Task objective: In the records below, find each line with "previous" and copy it.

Data for the task:

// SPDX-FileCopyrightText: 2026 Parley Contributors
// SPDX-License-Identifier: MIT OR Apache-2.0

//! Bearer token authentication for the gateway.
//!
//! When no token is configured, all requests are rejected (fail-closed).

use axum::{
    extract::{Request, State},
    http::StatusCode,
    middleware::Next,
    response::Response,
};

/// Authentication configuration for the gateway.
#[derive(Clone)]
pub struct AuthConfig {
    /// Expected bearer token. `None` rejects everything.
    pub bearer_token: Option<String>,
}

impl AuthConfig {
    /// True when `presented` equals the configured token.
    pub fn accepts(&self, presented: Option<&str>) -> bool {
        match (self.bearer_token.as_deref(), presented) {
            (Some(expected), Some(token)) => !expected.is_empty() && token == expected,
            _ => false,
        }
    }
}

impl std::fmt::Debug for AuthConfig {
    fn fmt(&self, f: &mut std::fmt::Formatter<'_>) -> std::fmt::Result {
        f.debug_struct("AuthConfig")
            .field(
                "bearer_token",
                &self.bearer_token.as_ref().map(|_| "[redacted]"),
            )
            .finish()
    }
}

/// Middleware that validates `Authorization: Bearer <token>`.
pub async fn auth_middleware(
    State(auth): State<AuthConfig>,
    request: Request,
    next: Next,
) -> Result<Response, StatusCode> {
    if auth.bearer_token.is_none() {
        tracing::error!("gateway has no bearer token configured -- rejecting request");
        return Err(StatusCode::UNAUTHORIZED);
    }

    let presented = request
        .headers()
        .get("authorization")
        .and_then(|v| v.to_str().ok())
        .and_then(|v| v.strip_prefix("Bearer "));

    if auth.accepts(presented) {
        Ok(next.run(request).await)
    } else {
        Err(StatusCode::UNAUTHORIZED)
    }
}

==

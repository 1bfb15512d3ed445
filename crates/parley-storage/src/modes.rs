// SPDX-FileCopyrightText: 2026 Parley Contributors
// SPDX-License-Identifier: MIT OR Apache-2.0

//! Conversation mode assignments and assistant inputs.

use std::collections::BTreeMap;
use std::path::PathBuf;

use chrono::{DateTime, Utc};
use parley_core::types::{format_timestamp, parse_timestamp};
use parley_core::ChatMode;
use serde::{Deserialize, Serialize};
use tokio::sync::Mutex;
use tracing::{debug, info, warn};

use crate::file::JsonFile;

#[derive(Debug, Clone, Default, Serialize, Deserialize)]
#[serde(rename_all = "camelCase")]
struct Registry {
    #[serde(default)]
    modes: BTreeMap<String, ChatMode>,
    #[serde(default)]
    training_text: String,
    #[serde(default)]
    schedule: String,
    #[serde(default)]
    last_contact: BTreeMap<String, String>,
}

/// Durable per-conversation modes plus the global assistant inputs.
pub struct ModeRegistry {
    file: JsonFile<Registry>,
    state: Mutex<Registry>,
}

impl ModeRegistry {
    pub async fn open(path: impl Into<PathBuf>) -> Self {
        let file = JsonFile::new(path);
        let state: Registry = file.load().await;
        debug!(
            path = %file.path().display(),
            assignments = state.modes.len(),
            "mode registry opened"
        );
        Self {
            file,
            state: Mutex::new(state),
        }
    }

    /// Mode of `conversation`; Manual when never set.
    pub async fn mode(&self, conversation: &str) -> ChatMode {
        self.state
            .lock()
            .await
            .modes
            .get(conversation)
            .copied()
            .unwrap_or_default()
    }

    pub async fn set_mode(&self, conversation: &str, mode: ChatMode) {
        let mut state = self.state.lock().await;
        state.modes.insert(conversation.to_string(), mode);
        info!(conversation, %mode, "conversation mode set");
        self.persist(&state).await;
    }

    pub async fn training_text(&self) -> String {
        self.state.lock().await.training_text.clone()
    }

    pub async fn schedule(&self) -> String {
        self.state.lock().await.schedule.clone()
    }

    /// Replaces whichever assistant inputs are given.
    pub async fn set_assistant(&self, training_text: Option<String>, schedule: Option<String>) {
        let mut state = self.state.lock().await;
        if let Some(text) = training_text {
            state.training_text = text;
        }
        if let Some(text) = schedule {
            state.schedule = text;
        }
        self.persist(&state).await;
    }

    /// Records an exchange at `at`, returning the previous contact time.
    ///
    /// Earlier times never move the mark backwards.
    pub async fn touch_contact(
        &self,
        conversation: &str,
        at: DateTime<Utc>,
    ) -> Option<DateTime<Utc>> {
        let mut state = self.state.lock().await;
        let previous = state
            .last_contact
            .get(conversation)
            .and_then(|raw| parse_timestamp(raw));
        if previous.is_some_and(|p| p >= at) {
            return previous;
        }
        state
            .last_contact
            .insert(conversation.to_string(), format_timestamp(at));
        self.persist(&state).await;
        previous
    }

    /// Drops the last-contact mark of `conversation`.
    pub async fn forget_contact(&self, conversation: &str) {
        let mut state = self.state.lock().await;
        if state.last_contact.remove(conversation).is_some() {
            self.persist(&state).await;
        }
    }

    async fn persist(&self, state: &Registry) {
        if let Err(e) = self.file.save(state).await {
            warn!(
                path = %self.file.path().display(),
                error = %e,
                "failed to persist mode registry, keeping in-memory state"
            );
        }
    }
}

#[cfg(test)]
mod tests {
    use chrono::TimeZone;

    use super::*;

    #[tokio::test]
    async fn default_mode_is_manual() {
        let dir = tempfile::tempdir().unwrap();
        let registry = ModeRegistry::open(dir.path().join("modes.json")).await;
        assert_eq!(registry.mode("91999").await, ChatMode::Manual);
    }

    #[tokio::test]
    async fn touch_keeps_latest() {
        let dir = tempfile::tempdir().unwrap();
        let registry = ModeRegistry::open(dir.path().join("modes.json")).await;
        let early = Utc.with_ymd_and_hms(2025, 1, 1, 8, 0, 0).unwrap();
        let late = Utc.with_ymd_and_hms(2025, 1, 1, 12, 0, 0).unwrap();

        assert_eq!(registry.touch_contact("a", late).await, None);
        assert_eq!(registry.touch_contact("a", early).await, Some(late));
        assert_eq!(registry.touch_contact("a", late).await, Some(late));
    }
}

Answer to this problem:
    /// Records an exchange at `at`, returning the previous contact time.
        let previous = state
        if previous.is_some_and(|p| p >= at) {
            return previous;
        previous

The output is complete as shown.